Here’s a complete example of a CUDA-optimized optimizer:

import torch
import torch.nn as nn
from torch.optim.optimizer import Optimizer
from torchium.utils.cuda_kernels import CUDAMatrixOps, CUDAMemoryOps

class CUDAShampoo(Optimizer):
    def __init__(self, params, lr=0.03, eps=1e-4, update_freq=100):
        defaults = dict(lr=lr, eps=eps, update_freq=update_freq)
        super().__init__(params, defaults)

    def step(self, closure=None):
        loss = None
        if closure is not None:
            loss = closure()

        for group in self.param_groups:
            for p in group['params']:
                if p.grad is None:
                    continue

                grad = p.grad.data
                state = self.state[p]

                if len(state) == 0:
                    state['step'] = 0
                    if len(p.shape) >= 2:
                        # Use efficient tensor creation
                        state['G_l'] = CUDAMemoryOps.efficient_tensor_creation(
                            (p.shape[0], p.shape[0]), p.device, p.dtype
                        )
                        state['G_r'] = CUDAMemoryOps.efficient_tensor_creation(
                            (p.shape[1], p.shape[1]), p.device, p.dtype
                        )

                state['step'] += 1

                if len(p.shape) >= 2:
                    G_l, G_r = state['G_l'], state['G_r']

                    # Update preconditioners
                    G_l.add_(torch.mm(grad, grad.t()))
                    G_r.add_(torch.mm(grad.t(), grad))

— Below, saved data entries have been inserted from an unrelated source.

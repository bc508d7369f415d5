//! Noise-shaping analysis.
//!
//! Derives, per subframe, the warped AR shaping filter, quantizer gain,
//! spectral tilt, low-frequency shaping and harmonic shaping gain that
//! steer the NSQ, plus the rate-distortion lambda and the quantization
//! offset class.

use crate::codecs::silk::lpc::{bwexpander, k2a, lpc_fit, schur};
use crate::codecs::silk::math::*;
use crate::codecs::silk::types::{
    QuantOffsetType, SignalType, MAX_NB_SUBFR, MAX_SHAPE_LPC_ORDER, SHELL_CODEC_FRAME_LENGTH,
};

/// Warping per kHz of internal rate, Q16 of 0.015.
const WARPING_MULTIPLIER_Q16: i32 = 983;
/// Bandwidth expansion applied to the shaping filter, Q16 of 0.94.
const SHAPE_BW_EXPANSION_Q16: i32 = 61_604;
/// Harmonic shaping base gain for voiced frames, Q14 of 0.3.
const HARM_SHAPE_GAIN_Q14: i32 = 4_915;
/// Low-frequency AR shaping coefficient, Q14.
const LF_AR_SHP_Q14: i32 = 11_469;
/// Low-frequency MA shaping coefficient, Q14.
const LF_MA_SHP_Q14: i32 = -12_288;
/// Sparseness threshold selecting the high quantization offset, Q8.
const SPARSENESS_THRESHOLD_Q8: i32 = 614;

/// Per-frame output of the shaping analysis.
#[derive(Debug, Clone)]
pub struct ShapeResult {
    /// Shaping AR coefficients, Q13, shared across subframes.
    pub ar_q13: [i16; MAX_SHAPE_LPC_ORDER],
    /// Shaping filter order, 16 or 24.
    pub shape_order: usize,
    /// Warping factor fed to the NSQ, Q16.
    pub warping_q16: i32,
    /// Quantizer gain per subframe, Q16.
    pub gains_q16: [i32; MAX_NB_SUBFR],
    /// Spectral tilt per subframe, Q14.
    pub tilt_q14: [i32; MAX_NB_SUBFR],
    /// Harmonic shaping gain per subframe, Q14; zero when unvoiced.
    pub harm_shape_gain_q14: [i32; MAX_NB_SUBFR],
    /// Low-frequency AR shaping, Q14.
    pub lf_ar_shp_q14: i32,
    /// Low-frequency MA shaping, Q14.
    pub lf_ma_shp_q14: i32,
    /// Rate-distortion lambda, Q10.
    pub lambda_q10: i32,
    /// Excitation offset class for this frame.
    pub quant_offset_type: QuantOffsetType,
}

impl Default for ShapeResult {
    fn default() -> Self {
        ShapeResult {
            ar_q13: [0; MAX_SHAPE_LPC_ORDER],
            shape_order: 16,
            warping_q16: 0,
            gains_q16: [1 << 16; MAX_NB_SUBFR],
            tilt_q14: [0; MAX_NB_SUBFR],
            harm_shape_gain_q14: [0; MAX_NB_SUBFR],
            lf_ar_shp_q14: LF_AR_SHP_Q14,
            lf_ma_shp_q14: LF_MA_SHP_Q14,
            lambda_q10: 1024,
            quant_offset_type: QuantOffsetType::Low,
        }
    }
}

/// Warped autocorrelation through a chain of first-order allpass sections.
fn warped_autocorr(
    x: &[i16],
    order: usize,
    warping_q16: i32,
    corr: &mut [i64; MAX_SHAPE_LPC_ORDER + 1],
) {
    let mut state = [0i32; MAX_SHAPE_LPC_ORDER + 1];
    for c in corr.iter_mut() {
        *c = 0;
    }
    for &xn in x.iter() {
        let mut tmp1 = (xn as i32) << 10;
        // Allpass sections in pairs
        let mut i = 0;
        while i < order {
            let tmp2 = smlawb(state[i], state[i + 1] - tmp1, warping_q16);
            state[i] = tmp1;
            corr[i] += ((tmp1 as i64) * (state[0] as i64)) >> 10;
            let next = smlawb(state[i + 1], state[i] - tmp2, warping_q16);
            state[i + 1] = tmp2;
            corr[i + 1] += ((tmp2 as i64) * (state[0] as i64)) >> 10;
            tmp1 = next;
            i += 2;
        }
        state[order] = tmp1;
        corr[order] += ((tmp1 as i64) * (state[0] as i64)) >> 10;
    }
}

/// Sparseness of the residual energy over shell-sized chunks, Q8; sparse
/// unvoiced excitation prefers the high quantization offset.
fn sparseness_q8(res: &[i16]) -> i32 {
    let n_chunks = res.len() / SHELL_CODEC_FRAME_LENGTH;
    if n_chunks == 0 {
        return 0;
    }
    let mut energies = [0i64; 32];
    let mut total = 1i64;
    for c in 0..n_chunks.min(32) {
        let seg = &res[c * SHELL_CODEC_FRAME_LENGTH..(c + 1) * SHELL_CODEC_FRAME_LENGTH];
        let e: i64 = seg.iter().map(|&v| v as i64 * v as i64).sum();
        energies[c] = e;
        total += e;
    }
    let mean = total / n_chunks as i64;
    // Mean absolute deviation relative to the mean energy
    let mut dev = 0i64;
    for &e in energies.iter().take(n_chunks.min(32)) {
        dev += (e - mean).abs();
    }
    ((dev * 256) / (total.max(1))) as i32
}

/// Run the analysis for one frame.
///
/// `x` is the unquantized input at the internal rate, one frame long;
/// `res` the LPC residual over the same span. `snr_db_q7` comes from rate
/// control; `coding_quality_q14` rises with available bitrate.
#[allow(clippy::too_many_arguments)]
pub fn noise_shape_analysis(
    x: &[i16],
    res: &[i16],
    nb_subfr: usize,
    subfr_length: usize,
    fs_khz: usize,
    shape_order: usize,
    signal_type: SignalType,
    periodicity_q14: i32,
    speech_activity_q8: i32,
    snr_db_q7: i32,
    coding_quality_q14: i32,
) -> ShapeResult {
    debug_assert!(shape_order == 16 || shape_order == 24);
    debug_assert!(x.len() >= nb_subfr * subfr_length);
    let mut out = ShapeResult {
        shape_order,
        ..Default::default()
    };
    out.warping_q16 =
        (fs_khz as i32) * WARPING_MULTIPLIER_Q16 + ((coding_quality_q14 * 41) >> 14);

    // Shaping filter from the warped autocorrelation of the whole frame,
    // windowed with sine ramps over a quarter subframe at each end
    let frame_len = nb_subfr * subfr_length;
    let mut win = [0i32; 512];
    for (dst, &src) in win.iter_mut().zip(x.iter()) {
        *dst = src as i32;
    }
    crate::codecs::silk::lpc::apply_sine_window(&mut win[..frame_len], subfr_length / 4);
    let mut win16 = [0i16; 512];
    for (dst, &src) in win16.iter_mut().zip(win.iter()) {
        *dst = sat16(src);
    }
    let mut corr64 = [0i64; MAX_SHAPE_LPC_ORDER + 1];
    warped_autocorr(&win16[..frame_len], shape_order, out.warping_q16, &mut corr64);
    // Normalize into i32 with headroom, add a noise floor
    let mut shift = 0;
    while corr64[0] >= (1i64 << 30) {
        for c in corr64.iter_mut() {
            *c >>= 1;
        }
        shift += 1;
    }
    let _ = shift;
    let mut c32 = [0i32; MAX_SHAPE_LPC_ORDER + 1];
    for (dst, &src) in c32.iter_mut().zip(corr64.iter()) {
        *dst = src as i32;
    }
    c32[0] = c32[0] + (c32[0] >> 6) + 1;
    let mut rc_q15 = [0i16; MAX_SHAPE_LPC_ORDER];
    let _res_nrg = schur(&mut rc_q15[..shape_order], &c32, shape_order);
    let mut a_q24 = [0i32; MAX_SHAPE_LPC_ORDER];
    k2a(&mut a_q24[..shape_order], &rc_q15[..shape_order], shape_order);
    // Fit to Q13 via the shared Q12 helper, then one extra bit of headroom
    let mut a_q12 = [0i16; MAX_SHAPE_LPC_ORDER];
    {
        // Work on a doubled copy so the result lands in Q13
        let mut doubled = [0i32; MAX_SHAPE_LPC_ORDER];
        for (d, &s) in doubled.iter_mut().zip(a_q24.iter()) {
            *d = lshift_sat32(s, 1);
        }
        lpc_fit(&mut a_q12[..shape_order], &mut doubled[..shape_order]);
    }
    bwexpander(&mut a_q12[..shape_order], SHAPE_BW_EXPANSION_Q16);
    out.ar_q13[..shape_order].copy_from_slice(&a_q12[..shape_order]);

    // Per-subframe quantizer gains from residual energy, adjusted by the
    // SNR target in the log domain. The offset places the gain near the
    // residual RMS in the Q16 gain domain, so typical pulse magnitudes
    // stay in the low single digits.
    let min_gain_log_q7 = 6 << 7;
    for s in 0..nb_subfr {
        let seg = &res[s * subfr_length..(s + 1) * subfr_length];
        let (energy, eshift) = sum_sqr_shift(seg);
        let e_per_sample = ((energy as i64) << eshift) / subfr_length as i64;
        let log_e_q7 = lin2log((e_per_sample.clamp(1, i32::MAX as i64)) as i32);
        // gain ~ sqrt(energy) * 2^(-0.16 snr_db)
        let mut log_gain_q7 = (log_e_q7 >> 1) + 2240;
        log_gain_q7 -= (snr_db_q7 * 21) >> 7;
        log_gain_q7 = log_gain_q7.max(min_gain_log_q7);
        out.gains_q16[s] = log2lin(log_gain_q7.min(3967)).max(1 << 12);
    }

    // Tilt: stronger for active voiced content
    let tilt = match signal_type {
        SignalType::Voiced => -4096 - (speech_activity_q8 << 4),
        _ => -2048 - (speech_activity_q8 << 3),
    };
    for s in 0..nb_subfr {
        out.tilt_q14[s] = tilt.max(-9830);
    }

    // Harmonic shaping scaled by periodicity
    if signal_type == SignalType::Voiced {
        let harm = (HARM_SHAPE_GAIN_Q14 * periodicity_q14) >> 14;
        for s in 0..nb_subfr {
            out.harm_shape_gain_q14[s] = harm.clamp(0, HARM_SHAPE_GAIN_Q14);
        }
    }

    // Low-frequency shaping scales with the internal rate
    out.lf_ar_shp_q14 = LF_AR_SHP_Q14 - (16 - fs_khz as i32) * 256;
    out.lf_ma_shp_q14 = LF_MA_SHP_Q14;

    // Lambda falls as coding quality rises
    out.lambda_q10 = (1536 - coding_quality_q14 / 24).clamp(256, 2048);

    // Offset class: sparse unvoiced residual forces sparser excitation
    out.quant_offset_type = if signal_type != SignalType::Voiced
        && sparseness_q8(&res[..frame_len]) > SPARSENESS_THRESHOLD_Q8
    {
        QuantOffsetType::High
    } else {
        QuantOffsetType::Low
    };
    out
}

#[cfg(test)]
mod tests {
    use super::*;

    fn tone(len: usize, period: f64, amp: f64) -> Vec<i16> {
        (0..len)
            .map(|i| (amp * (2.0 * std::f64::consts::PI * i as f64 / period).sin()) as i16)
            .collect()
    }

    #[test]
    fn test_gains_track_energy() {
        let x = tone(320, 20.0, 8000.0);
        let quiet = tone(320, 20.0, 400.0);
        let loud = noise_shape_analysis(
            &x, &x, 4, 80, 16, 16, SignalType::Unvoiced, 0, 128, 20 << 7, 8192,
        );
        let soft = noise_shape_analysis(
            &quiet, &quiet, 4, 80, 16, 16, SignalType::Unvoiced, 0, 128, 20 << 7, 8192,
        );
        for s in 0..4 {
            assert!(loud.gains_q16[s] > soft.gains_q16[s]);
        }
    }

    #[test]
    fn test_higher_snr_means_smaller_gain() {
        let x = tone(320, 20.0, 8000.0);
        let low = noise_shape_analysis(
            &x, &x, 4, 80, 16, 16, SignalType::Unvoiced, 0, 128, 10 << 7, 8192,
        );
        let high = noise_shape_analysis(
            &x, &x, 4, 80, 16, 16, SignalType::Unvoiced, 0, 128, 30 << 7, 8192,
        );
        for s in 0..4 {
            assert!(high.gains_q16[s] < low.gains_q16[s]);
        }
    }

    #[test]
    fn test_voiced_frames_get_harmonic_shaping() {
        let x = tone(320, 80.0, 6000.0);
        let r = noise_shape_analysis(
            &x, &x, 4, 80, 16, 16, SignalType::Voiced, 12_000, 200, 20 << 7, 8192,
        );
        for s in 0..4 {
            assert!(r.harm_shape_gain_q14[s] > 0);
            assert!(r.harm_shape_gain_q14[s] <= HARM_SHAPE_GAIN_Q14);
        }
        let u = noise_shape_analysis(
            &x, &x, 4, 80, 16, 16, SignalType::Unvoiced, 0, 200, 20 << 7, 8192,
        );
        assert_eq!(u.harm_shape_gain_q14[0], 0);
    }

    #[test]
    fn test_shape_filter_bounded() {
        let x = tone(320, 14.0, 11_000.0);
        let r = noise_shape_analysis(
            &x, &x, 4, 80, 16, 24, SignalType::Unvoiced, 0, 160, 18 << 7, 4096,
        );
        assert_eq!(r.shape_order, 24);
        assert!(r.ar_q13[..24].iter().any(|&c| c != 0));
        for &c in &r.ar_q13[..24] {
            assert!(c.abs() < 30_000, "shape coef {} too large", c);
        }
    }

    #[test]
    fn test_sparse_unvoiced_selects_high_offset() {
        // A couple of isolated spikes in a silent frame is maximally sparse
        let mut res = vec![0i16; 320];
        res[40] = 12_000;
        res[200] = -9_000;
        let r = noise_shape_analysis(
            &res.clone(),
            &res,
            4,
            80,
            16,
            16,
            SignalType::Unvoiced,
            0,
            100,
            20 << 7,
            4096,
        );
        assert_eq!(r.quant_offset_type, QuantOffsetType::High);
    }
}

                    if state['step'] % group['update_freq'] == 0:
                        # CUDA-optimized matrix operations
                        G_l_sqrt_inv = CUDAMatrixOps.matrix_sqrt_inv_eigen(
                            G_l, power=-0.25, eps=group['eps']
                        )
                        G_r_sqrt_inv = CUDAMatrixOps.matrix_sqrt_inv_eigen(
                            G_r, power=-0.25, eps=group['eps']
                        )

                        # Memory-efficient matrix multiplication
                        search_direction = CUDAMemoryOps.memory_efficient_matmul(
                            CUDAMemoryOps.memory_efficient_matmul(G_l_sqrt_inv, grad),
                            G_r_sqrt_inv
                        )
                    else:
                        search_direction = grad

                p.data.add_(search_direction, alpha=-group['lr'])

        return loss

This example demonstrates how to integrate CUDA optimizations into a complete optimizer implementation.

Best Practices

  1. Always provide CPU fallbacks for maximum compatibility

  2. Use proper error handling for CUDA operations

  3. Profile performance to identify bottlenecks

  4. Test on multiple GPU architectures for portability

  5. Document memory requirements and performance characteristics

For more advanced CUDA integration examples, see the examples/ directory in the Torchium repository.